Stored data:
//! Error taxonomy for the gated read path.
//!
//! Policy decisions, backend lookups, and file preconditions each get a
//! distinct variant so the transport can translate them without string
//! matching. `Backend` wraps anything the backend reports that does not
//! fit the taxonomy; the message is preserved, never swallowed.

use thiserror::Error;

/// Error category for structured logging and response mapping.
#[derive(Debug, Clone, Copy, PartialEq, Eq)]
pub enum ErrorCategory {
    /// Record category is in the configured block-set
    PolicyBlocked,
    /// Backend returned a record missing required fields
    MalformedRecord,
    /// Id, path, or branch does not exist at the backend
    NotFound,
    /// Credential rejected or backend unreachable for auth reasons
    Auth,
    /// File exceeds the configured size ceiling
    FileTooLarge,
    /// Caller-imposed deadline aborted the call
    Cancelled,
    /// Wrapped backend error
    Backend,
}

impl ErrorCategory {
    /// Machine-readable code for logging
    pub fn as_str(&self) -> &'static str {
        match self {
            Self::PolicyBlocked => "POLICY_BLOCKED",
            Self::MalformedRecord => "MALFORMED_RECORD",
            Self::NotFound => "NOT_FOUND",
            Self::Auth => "AUTH",
            Self::FileTooLarge => "FILE_TOO_LARGE",
            Self::Cancelled => "CANCELLED",
            Self::Backend => "BACKEND_ERROR",
        }
    }
}

/// Errors surfaced by the core entry points.
///
/// Within recursive traversal these are expected partial-failure paths and
/// are caught per branch; at the top level they propagate unmodified.
#[derive(Debug, Error)]
pub enum WorkboardError {
    /// The record's category is in the block-set. Carries only the id and
    /// category; no field values of the blocked record are ever included.
    #[error("work item {id} is blocked by policy (type: {category})")]
    PolicyBlocked { id: u64, category: String },

    /// Contract violation from the backend, distinct from a policy block.
    #[error("malformed work item record: {message}")]
    MalformedRecord { message: String },

    #[error("not found: {what}")]
    NotFound { what: String },

    #[error("authentication failed: {message}")]
    Auth { message: String },

    /// Size precondition failure. Content was not fetched.
    #[error("file {path} is {size} bytes, which exceeds the {limit}-byte limit")]
    FileTooLarge { path: String, size: u64, limit: u64 },

    /// Reserved for backend implementations that abort in-flight calls
    /// on shutdown; the core never constructs it itself.
    #[error("operation cancelled")]
    Cancelled,

    #[error("backend error: {message}")]
    Backend {
        message: String,
        #[source]
        source: Option<Box<dyn std::error::Error + Send + Sync>>,
    },
}

impl WorkboardError {
    /// Get the error category
    pub fn category(&self) -> ErrorCategory {
        match self {
            Self::PolicyBlocked { .. } => ErrorCategory::PolicyBlocked,
            Self::MalformedRecord { .. } => ErrorCategory::MalformedRecord,
            Self::NotFound { .. } => ErrorCategory::NotFound,
            Self::Auth { .. } => ErrorCategory::Auth,
            Self::FileTooLarge { .. } => ErrorCategory::FileTooLarge,
            Self::Cancelled => ErrorCategory::Cancelled,
            Self::Backend { .. } => ErrorCategory::Backend,
        }
    }

    /// Create a malformed-record error
    pub fn malformed(message: impl Into<String>) -> Self {
        Self::MalformedRecord {
            message: message.into(),
        }
    }

    /// Create a not-found error
    pub fn not_found(what: impl Into<String>) -> Self {
        Self::NotFound { what: what.into() }
    }

    /// Create an authentication error
    pub fn auth(message: impl Into<String>) -> Self {
        Self::Auth {
            message: message.into(),
        }
    }

    /// Create a backend error
    pub fn backend(message: impl Into<String>) -> Self {
        Self::Backend {
            message: message.into(),
            source: None,
        }
    }

    /// Create a backend error with source
    pub fn backend_with_source(
        message: impl Into<String>,
        source: impl std::error::Error + Send + Sync + 'static,
    ) -> Self {
        Self::Backend {
            message: message.into(),
            source: Some(Box::new(source)),
        }
    }
}

/// Result type for core operations
pub type Result<T> = std::result::Result<T, WorkboardError>;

▶ [Exercise prompt]:
Please set down each entry again, word for word.

▶ [Answer space]:
//! Error taxonomy for the gated read path.
//!
//! Policy decisions, backend lookups, and file preconditions each get a
//! distinct variant so the transport can translate them without string
//! matching. `Backend` wraps anything the backend reports that does not
//! fit the taxonomy; the message is preserved, never swallowed.

use thiserror::Error;

/// Error category for structured logging and response mapping.
#[derive(Debug, Clone, Copy, PartialEq, Eq)]
pub enum ErrorCategory {
    /// Record category is in the configured block-set
    PolicyBlocked,
    /// Backend returned a record missing required fields
    MalformedRecord,
    /// Id, path, or branch does not exist at the backend
    NotFound,
    /// Credential rejected or backend unreachable for auth reasons
    Auth,
    /// File exceeds the configured size ceiling
    FileTooLarge,
    /// Caller-imposed deadline aborted the call
    Cancelled,
    /// Wrapped backend error
    Backend,
}

impl ErrorCategory {
    /// Machine-readable code for logging
    pub fn as_str(&self) -> &'static str {
        match self {
            Self::PolicyBlocked => "POLICY_BLOCKED",
            Self::MalformedRecord => "MALFORMED_RECORD",
            Self::NotFound => "NOT_FOUND",
            Self::Auth => "AUTH",
            Self::FileTooLarge => "FILE_TOO_LARGE",
            Self::Cancelled => "CANCELLED",
            Self::Backend => "BACKEND_ERROR",
        }
    }
}

/// Errors surfaced by the core entry points.
///
/// Within recursive traversal these are expected partial-failure paths and
/// are caught per branch; at the top level they propagate unmodified.
#[derive(Debug, Error)]
pub enum WorkboardError {
    /// The record's category is in the block-set. Carries only the id and
    /// category; no field values of the blocked record are ever included.
    #[error("work item {id} is blocked by policy (type: {category})")]
    PolicyBlocked { id: u64, category: String },

    /// Contract violation from the backend, distinct from a policy block.
    #[error("malformed work item record: {message}")]
    MalformedRecord { message: String },

    #[error("not found: {what}")]
    NotFound { what: String },

    #[error("authentication failed: {message}")]
    Auth { message: String },

    /// Size precondition failure. Content was not fetched.
    #[error("file {path} is {size} bytes, which exceeds the {limit}-byte limit")]
    FileTooLarge { path: String, size: u64, limit: u64 },

    /// Reserved for backend implementations that abort in-flight calls
    /// on shutdown; the core never constructs it itself.
    #[error("operation cancelled")]
    Cancelled,

    #[error("backend error: {message}")]
    Backend {
        message: String,
        #[source]
        source: Option<Box<dyn std::error::Error + Send + Sync>>,
    },
}

impl WorkboardError {
    /// Get the error category
    pub fn category(&self) -> ErrorCategory {
        match self {
            Self::PolicyBlocked { .. } => ErrorCategory::PolicyBlocked,
            Self::MalformedRecord { .. } => ErrorCategory::MalformedRecord,
            Self::NotFound { .. } => ErrorCategory::NotFound,
            Self::Auth { .. } => ErrorCategory::Auth,
            Self::FileTooLarge { .. } => ErrorCategory::FileTooLarge,
            Self::Cancelled => ErrorCategory::Cancelled,
            Self::Backend { .. } => ErrorCategory::Backend,
        }
    }

    /// Create a malformed-record error
    pub fn malformed(message: impl Into<String>) -> Self {
        Self::MalformedRecord {
            message: message.into(),
        }
    }

    /// Create a not-found error
    pub fn not_found(what: impl Into<String>) -> Self {
        Self::NotFound { what: what.into() }
    }

    /// Create an authentication error
    pub fn auth(message: impl Into<String>) -> Self {
        Self::Auth {
            message: message.into(),
        }
    }

    /// Create a backend error
    pub fn backend(message: impl Into<String>) -> Self {
        Self::Backend {
            message: message.into(),
            source: None,
        }
    }

    /// Create a backend error with source
    pub fn backend_with_source(
        message: impl Into<String>,
        source: impl std::error::Error + Send + Sync + 'static,
    ) -> Self {
        Self::Backend {
            message: message.into(),
            source: Some(Box::new(source)),
        }
    }
}

/// Result type for core operations
pub type Result<T> = std::result::Result<T, WorkboardError>;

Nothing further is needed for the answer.